We were seated reasonably near the front by 4am (although at least 1000 people had managed to get there before us, via routes that clearly did not include the supermarket car park…) and started to take in the surroundings. As this is the site of a messy (but victorious) battle involving Australian troops, I suspect that I was one of the few kiwis there. The air was filled with the voices of as many local French as far-travelled ockers. The official service started at 5.30 am, but before then we were treated to music by the Australian Army Band and two school choirs all the way from Tasmania; the beautifully executed renditions of Waltzing Matilda, Pack up your Troubles and It’s a long way to Tipperary still did not rouse the sombre crowd and I was forced to change my views of the “no place inappropriate for a joke” Aussies.
Photos of soldiers who had died were projected onto the white stone monument and I mused that with all our amazing digital technology today, you could not take more beautiful photographs than these, taken in and around 1914 to preserve the moment of a proud young soldier going off to war. It was humbling to think these were the images that had been clutched to the bosoms of worried mothers and dewy-eyed sweethearts during those war years (and probably for many afterwards, as these soldiers did not return). From a population of fewer than five million (at the time), 416,809 Australian men enlisted, of which over 60,000 were killed and 156,000 wounded, gassed, or taken prisoner.
The service itself was very professional (I have never heard such clearly spoken English) , the stories were interesting, the mutual gratitude between Australia and France was respectful and appreciative and the current serving soldiers gave a very clipped performance. The humanity appeared after all the official wreaths had been laid. The general public who had lost family members were invited to lay their wreaths and flowers at the foot of the monument.
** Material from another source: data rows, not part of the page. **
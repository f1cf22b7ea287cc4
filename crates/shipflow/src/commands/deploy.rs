use crate::narration::TerminalObserver;
use clap::Args;
use colored::Colorize;
use shipflow_build::{BuildTool, WrapperBuilder};
use shipflow_cloud::CloudServices;
use shipflow_cloud_aws::AwsServices;
use shipflow_core::{DeploymentConfig, DeploymentError, DeploymentPipeline, resolve_deployment};
use std::path::{Path, PathBuf};

#[derive(Args, Debug, Default)]
pub struct DeployArgs {
    /// Project directory (holds the build wrapper and the settings file)
    #[arg(long, env = "SHIPFLOW_PROJECT_DIR", default_value = ".")]
    pub project_dir: PathBuf,

    /// Build tool (maven or gradle), overriding the project settings
    #[arg(long, env = "SHIPFLOW_BUILD_TOOL")]
    pub build_tool: Option<BuildTool>,

    /// Elastic Beanstalk application name
    #[arg(long, env = "SHIPFLOW_APPLICATION_NAME")]
    pub application_name: Option<String>,

    /// Elastic Beanstalk environment name
    #[arg(long, env = "SHIPFLOW_ENVIRONMENT_NAME")]
    pub environment_name: Option<String>,

    /// S3 bucket receiving the WAR
    #[arg(long, env = "SHIPFLOW_BUCKET_NAME")]
    pub bucket_name: Option<String>,

    /// EC2 instance type, or "custom" together with --custom-instance-type
    #[arg(long, env = "SHIPFLOW_INSTANCE_TYPE")]
    pub instance_type: Option<String>,

    #[arg(long, env = "SHIPFLOW_CUSTOM_INSTANCE_TYPE")]
    pub custom_instance_type: Option<String>,

    /// RDS instance class, or "custom" together with --custom-db-instance-class
    #[arg(long, env = "SHIPFLOW_DB_INSTANCE_CLASS")]
    pub db_instance_class: Option<String>,

    #[arg(long, env = "SHIPFLOW_CUSTOM_DB_INSTANCE_CLASS")]
    pub custom_db_instance_class: Option<String>,

    /// AWS region
    #[arg(long, env = "AWS_REGION")]
    pub region: Option<String>,

    /// Database name
    #[arg(long, env = "SHIPFLOW_DB_NAME")]
    pub db_name: Option<String>,

    /// Database master username (never saved)
    #[arg(long, env = "SHIPFLOW_DB_USERNAME")]
    pub db_username: Option<String>,

    /// Database master password (never saved)
    #[arg(long, env = "SHIPFLOW_DB_PASSWORD", hide_env_values = true)]
    pub db_password: Option<String>,

    /// Named AWS profile
    #[arg(long, env = "AWS_PROFILE")]
    pub profile: Option<String>,

    /// Run without confirmation
    #[arg(short, long)]
    pub yes: bool,
}

impl DeployArgs {
    /// Explicit values win over what the settings file provided
    pub fn apply(&self, config: &mut DeploymentConfig) {
        let overrides = [
            (&self.application_name, &mut config.application_name),
            (&self.environment_name, &mut config.environment_name),
            (&self.bucket_name, &mut config.bucket_name),
            (&self.instance_type, &mut config.instance_type),
            (&self.custom_instance_type, &mut config.custom_instance_type),
            (&self.db_instance_class, &mut config.db_instance_class),
            (
                &self.custom_db_instance_class,
                &mut config.custom_db_instance_class,
            ),
            (&self.region, &mut config.aws_region),
            (&self.db_name, &mut config.db_name),
            (&self.db_username, &mut config.db_username),
            (&self.db_password, &mut config.db_password),
        ];

        for (value, field) in overrides {
            if let Some(value) = value {
                *field = value.clone();
            }
        }

        if let Some(tool) = self.build_tool {
            config.build_tool = tool;
        }
    }
}

fn fail(error: &DeploymentError) -> ! {
    eprintln!();
    eprintln!("{}", error.user_message().red().bold());
    std::process::exit(1);
}

fn print_plan(config: &DeploymentConfig, project_root: &Path) {
    let mode = if config.existing_project {
        "update existing deployment"
    } else {
        "new deployment"
    };

    println!("{}", "Deployment plan".bold());
    println!("  Project:      {}", project_root.display());
    println!("  Mode:         {}", mode.cyan());
    println!("  Build tool:   {}", config.build_tool);
    println!("  Region:       {}", config.aws_region.cyan());
    println!("  Application:  {}", config.application_name.cyan());
    println!("  Environment:  {}", config.environment_name.cyan());
    println!("  Bucket:       {}", config.bucket_name);
    println!("  Instance:     {}", config.effective_instance_type());
    println!(
        "  Database:     {} ({}, {})",
        config.db_name,
        config.db_engine.creation_name(),
        config.effective_db_instance_class()
    );
}

pub async fn handle(args: DeployArgs) -> anyhow::Result<()> {
    let project_root = args.project_dir.clone();
    let store = shipflow_config::open(&project_root);
    let mut settings = store.load()?;

    let mut config = resolve_deployment(&settings).unwrap_or_else(|e| fail(&e));
    args.apply(&mut config);
    if let Err(e) = config.validate() {
        fail(&e);
    }

    print_plan(&config, &project_root);

    if !args.yes {
        println!();
        println!(
            "{}",
            "Warning: this builds the project and creates billable AWS resources.".yellow()
        );
        println!("Run again with --yes to deploy");
        return Ok(());
    }

    settings.aws = Some(config.to_settings());
    store.save(&settings)?;
    tracing::debug!("Settings saved to {}", store.path().display());

    let services =
        AwsServices::connect(config.aws_region.clone(), args.profile.as_deref(), &project_root)
            .await;

    let auth = services.check_auth().await?;
    if !auth.authenticated {
        eprintln!(
            "{} {}",
            "AWS credentials are not usable:".red().bold(),
            auth.error.unwrap_or_default()
        );
        std::process::exit(1);
    }
    if let Some(account) = &auth.account_info {
        println!();
        println!("Deploying with {}", account.cyan());
    }

    let builder = WrapperBuilder::new(&project_root);
    let observer = TerminalObserver::new();
    let pipeline = DeploymentPipeline::new(&services, &builder).with_observer(&observer);

    match pipeline.run(config).await {
        Ok(deployed) => {
            println!();
            println!("{}", "Deployment started successfully".green().bold());
            println!(
                "  Environment {} of {} is running version {}",
                deployed.environment_name.cyan(),
                deployed.application_name.cyan(),
                deployed.war_key().unwrap_or_default()
            );
            Ok(())
        }
        Err(e) => fail(&e),
    }
}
At this point, the crowd stirred and people appeared from every direction, some carrying large wreaths between family members, others with hand-made offerings or even what looked like hastily purchased bouquets of flowers from a local service station. It was the gesture that was important.
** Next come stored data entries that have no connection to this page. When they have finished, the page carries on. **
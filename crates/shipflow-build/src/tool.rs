use crate::error::BuildError;
use serde::{Deserialize, Serialize};
use std::path::{Path, PathBuf};
use std::str::FromStr;

/// Build tool the project is managed with
#[derive(Debug, Clone, Copy, PartialEq, Eq, Serialize, Deserialize)]
#[serde(rename_all = "lowercase")]
pub enum BuildTool {
    Maven,
    Gradle,
}

impl BuildTool {
    pub fn as_str(&self) -> &'static str {
        match self {
            BuildTool::Maven => "maven",
            BuildTool::Gradle => "gradle",
        }
    }

    /// Wrapper script shipped with the project
    pub fn wrapper(&self, project_root: &Path) -> PathBuf {
        let name = match (self, cfg!(windows)) {
            (BuildTool::Maven, false) => "mvnw",
            (BuildTool::Maven, true) => "mvnw.cmd",
            (BuildTool::Gradle, false) => "gradlew",
            (BuildTool::Gradle, true) => "gradlew.bat",
        };
        project_root.join(name)
    }

    /// Arguments producing a production artifact for `profile`
    pub fn build_args(&self, profile: &str, war: bool) -> Vec<String> {
        match self {
            BuildTool::Maven => {
                let profiles = if war {
                    format!("-P{},war", profile)
                } else {
                    format!("-P{}", profile)
                };
                vec![
                    "-ntp".to_string(),
                    profiles,
                    "clean".to_string(),
                    "verify".to_string(),
                    "-DskipTests".to_string(),
                ]
            }
            BuildTool::Gradle => {
                let mut args = vec![format!("-P{}", profile)];
                if war {
                    args.push("-Pwar".to_string());
                }
                args.push("clean".to_string());
                args.push(if war { "bootWar" } else { "bootJar" }.to_string());
                args.push("-x".to_string());
                args.push("test".to_string());
                args
            }
        }
    }

    /// Directory the packaged artifact lands in
    pub fn artifact_dir(&self, project_root: &Path) -> PathBuf {
        match self {
            BuildTool::Maven => project_root.join("target"),
            BuildTool::Gradle => project_root.join("build").join("libs"),
        }
    }

    /// Locate the packaged `.war` produced by the last build.
    ///
    /// Plain archives (`*.war.original`, `*-plain.war`) are skipped.
    pub fn find_war(&self, project_root: &Path) -> crate::Result<PathBuf> {
        let dir = self.artifact_dir(project_root);
        let entries = match std::fs::read_dir(&dir) {
            Ok(entries) => entries,
            Err(e) if e.kind() == std::io::ErrorKind::NotFound => {
                return Err(BuildError::ArtifactNotFound(dir));
            }
            Err(e) => return Err(e.into()),
        };

        let mut wars: Vec<PathBuf> = entries
            .filter_map(|e| e.ok())
            .map(|e| e.path())
            .filter(|p| {
                p.extension().is_some_and(|ext| ext == "war")
                    && !p
                        .file_stem()
                        .and_then(|s| s.to_str())
                        .is_some_and(|s| s.ends_with("-plain"))
            })
            .collect();
        wars.sort();

        wars.into_iter()
            .next()
            .ok_or(BuildError::ArtifactNotFound(dir))
    }
}

impl std::fmt::Display for BuildTool {
    fn fmt(&self, f: &mut std::fmt::Formatter<'_>) -> std::fmt::Result {
        f.write_str(self.as_str())
    }
}

impl FromStr for BuildTool {
    type Err = BuildError;

    fn from_str(s: &str) -> Result<Self, Self::Err> {
        match s.to_ascii_lowercase().as_str() {
            "maven" => Ok(BuildTool::Maven),
            "gradle" => Ok(BuildTool::Gradle),
            other => Err(BuildError::UnknownTool(other.to_string())),
        }
    }
}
In front of me, I had observed a young woman of about 20, who sat alone, burdened with a rucksack and clutching three cellophane wrapped red roses. Initially, she didn’t move, then finally plucking up courage to ask a gentleman at the end of her row to watch her belongings, she pressed forward with the crowd and her flowers. Clearly in the middle of an overseas adventure, she had altered her itinerary to stop and pay respect to a beloved family member who died long ago; I imagine that she would have been acting not only for herself but on behalf of many relatives who could not have made the voyage.
With the pink sky dawning in front of us, that was when it became clear why we had dragged ourselves from our warm beds 7 hours earlier. Lest we forget.
Donna Kerridge lives and works as a stained-glass artist with a gite in Pas de Calais, northern France.